Task instructions: Copy out all the lines in the records that include the word "slot".

Extracted material:
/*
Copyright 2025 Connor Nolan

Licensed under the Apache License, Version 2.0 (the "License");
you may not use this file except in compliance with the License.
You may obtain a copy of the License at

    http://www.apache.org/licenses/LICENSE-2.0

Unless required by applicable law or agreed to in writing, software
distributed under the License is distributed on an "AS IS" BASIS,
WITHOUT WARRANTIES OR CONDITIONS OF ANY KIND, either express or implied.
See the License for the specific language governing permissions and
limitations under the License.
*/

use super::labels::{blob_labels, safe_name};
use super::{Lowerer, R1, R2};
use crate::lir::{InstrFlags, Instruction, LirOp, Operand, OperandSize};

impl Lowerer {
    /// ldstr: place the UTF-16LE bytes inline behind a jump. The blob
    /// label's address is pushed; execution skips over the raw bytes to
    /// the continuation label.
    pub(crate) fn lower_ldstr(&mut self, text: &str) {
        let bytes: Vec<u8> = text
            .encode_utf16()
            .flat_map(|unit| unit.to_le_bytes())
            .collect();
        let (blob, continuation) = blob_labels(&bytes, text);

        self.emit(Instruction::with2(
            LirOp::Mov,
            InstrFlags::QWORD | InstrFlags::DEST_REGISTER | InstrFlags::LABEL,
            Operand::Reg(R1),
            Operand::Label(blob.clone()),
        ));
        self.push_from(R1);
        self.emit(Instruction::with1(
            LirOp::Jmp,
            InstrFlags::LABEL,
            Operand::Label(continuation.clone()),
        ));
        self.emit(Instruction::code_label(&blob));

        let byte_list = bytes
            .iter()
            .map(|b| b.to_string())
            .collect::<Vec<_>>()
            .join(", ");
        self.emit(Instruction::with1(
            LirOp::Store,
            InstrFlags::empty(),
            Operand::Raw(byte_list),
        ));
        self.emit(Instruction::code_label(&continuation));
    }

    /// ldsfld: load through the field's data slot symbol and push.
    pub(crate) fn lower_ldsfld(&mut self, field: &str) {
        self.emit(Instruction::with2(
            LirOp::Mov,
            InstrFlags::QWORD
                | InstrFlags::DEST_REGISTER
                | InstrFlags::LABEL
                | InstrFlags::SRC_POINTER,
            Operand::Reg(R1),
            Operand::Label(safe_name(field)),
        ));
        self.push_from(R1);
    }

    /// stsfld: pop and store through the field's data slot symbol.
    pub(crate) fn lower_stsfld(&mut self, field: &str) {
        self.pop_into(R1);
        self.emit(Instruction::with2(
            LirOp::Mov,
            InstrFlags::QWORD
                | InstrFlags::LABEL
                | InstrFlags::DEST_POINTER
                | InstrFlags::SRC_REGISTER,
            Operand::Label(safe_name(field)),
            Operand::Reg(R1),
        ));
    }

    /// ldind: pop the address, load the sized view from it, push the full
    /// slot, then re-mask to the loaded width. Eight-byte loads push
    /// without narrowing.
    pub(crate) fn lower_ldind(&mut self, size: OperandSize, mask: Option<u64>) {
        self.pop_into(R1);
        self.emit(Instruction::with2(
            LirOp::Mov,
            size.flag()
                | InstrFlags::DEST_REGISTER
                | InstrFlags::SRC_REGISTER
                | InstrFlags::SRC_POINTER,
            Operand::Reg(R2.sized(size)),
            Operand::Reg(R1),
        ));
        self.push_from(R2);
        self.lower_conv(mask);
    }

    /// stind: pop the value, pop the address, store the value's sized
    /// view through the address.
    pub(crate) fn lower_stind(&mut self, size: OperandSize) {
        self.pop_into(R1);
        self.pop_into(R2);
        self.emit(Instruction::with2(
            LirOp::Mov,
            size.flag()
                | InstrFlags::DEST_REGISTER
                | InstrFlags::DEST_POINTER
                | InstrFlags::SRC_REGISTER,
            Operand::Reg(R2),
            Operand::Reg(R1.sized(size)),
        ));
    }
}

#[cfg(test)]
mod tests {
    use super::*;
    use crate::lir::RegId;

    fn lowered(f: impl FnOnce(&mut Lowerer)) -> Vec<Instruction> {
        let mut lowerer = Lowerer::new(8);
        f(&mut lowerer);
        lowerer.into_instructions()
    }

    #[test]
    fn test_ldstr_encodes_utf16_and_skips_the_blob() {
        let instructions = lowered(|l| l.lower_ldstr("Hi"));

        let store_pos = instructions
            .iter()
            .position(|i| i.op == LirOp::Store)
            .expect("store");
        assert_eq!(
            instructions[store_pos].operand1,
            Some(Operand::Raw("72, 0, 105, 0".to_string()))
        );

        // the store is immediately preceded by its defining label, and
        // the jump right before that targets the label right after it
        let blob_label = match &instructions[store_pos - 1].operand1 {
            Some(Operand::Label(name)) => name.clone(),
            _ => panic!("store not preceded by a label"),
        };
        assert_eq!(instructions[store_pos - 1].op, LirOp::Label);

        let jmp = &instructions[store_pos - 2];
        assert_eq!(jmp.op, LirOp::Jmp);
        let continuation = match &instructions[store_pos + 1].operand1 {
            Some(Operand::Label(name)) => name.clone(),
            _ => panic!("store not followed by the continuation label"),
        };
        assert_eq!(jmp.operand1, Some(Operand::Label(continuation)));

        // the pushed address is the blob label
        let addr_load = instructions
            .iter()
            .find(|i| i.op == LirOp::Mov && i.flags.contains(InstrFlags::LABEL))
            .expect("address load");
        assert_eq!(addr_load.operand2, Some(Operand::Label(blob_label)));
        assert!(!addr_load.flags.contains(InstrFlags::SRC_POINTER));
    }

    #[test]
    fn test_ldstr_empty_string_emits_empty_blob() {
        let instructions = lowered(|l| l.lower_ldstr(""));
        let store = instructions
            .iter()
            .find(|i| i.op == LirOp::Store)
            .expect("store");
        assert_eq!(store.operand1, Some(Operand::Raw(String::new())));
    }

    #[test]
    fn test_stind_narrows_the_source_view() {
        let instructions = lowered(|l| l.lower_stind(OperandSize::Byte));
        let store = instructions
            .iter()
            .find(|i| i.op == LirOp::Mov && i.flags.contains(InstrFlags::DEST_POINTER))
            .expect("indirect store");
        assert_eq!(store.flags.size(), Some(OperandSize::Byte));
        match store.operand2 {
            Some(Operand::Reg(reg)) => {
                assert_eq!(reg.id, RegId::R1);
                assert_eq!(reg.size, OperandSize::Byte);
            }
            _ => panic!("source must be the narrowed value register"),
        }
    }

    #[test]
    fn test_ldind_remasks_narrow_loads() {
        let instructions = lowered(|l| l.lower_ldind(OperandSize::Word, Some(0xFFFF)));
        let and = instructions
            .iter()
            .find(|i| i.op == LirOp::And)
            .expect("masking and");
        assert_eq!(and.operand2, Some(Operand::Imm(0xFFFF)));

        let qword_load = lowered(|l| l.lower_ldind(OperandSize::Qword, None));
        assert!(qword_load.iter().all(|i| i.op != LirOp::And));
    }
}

Solution for this exercise:
    /// ldsfld: load through the field's data slot symbol and push.
    /// stsfld: pop and store through the field's data slot symbol.
    /// slot, then re-mask to the loaded width. Eight-byte loads push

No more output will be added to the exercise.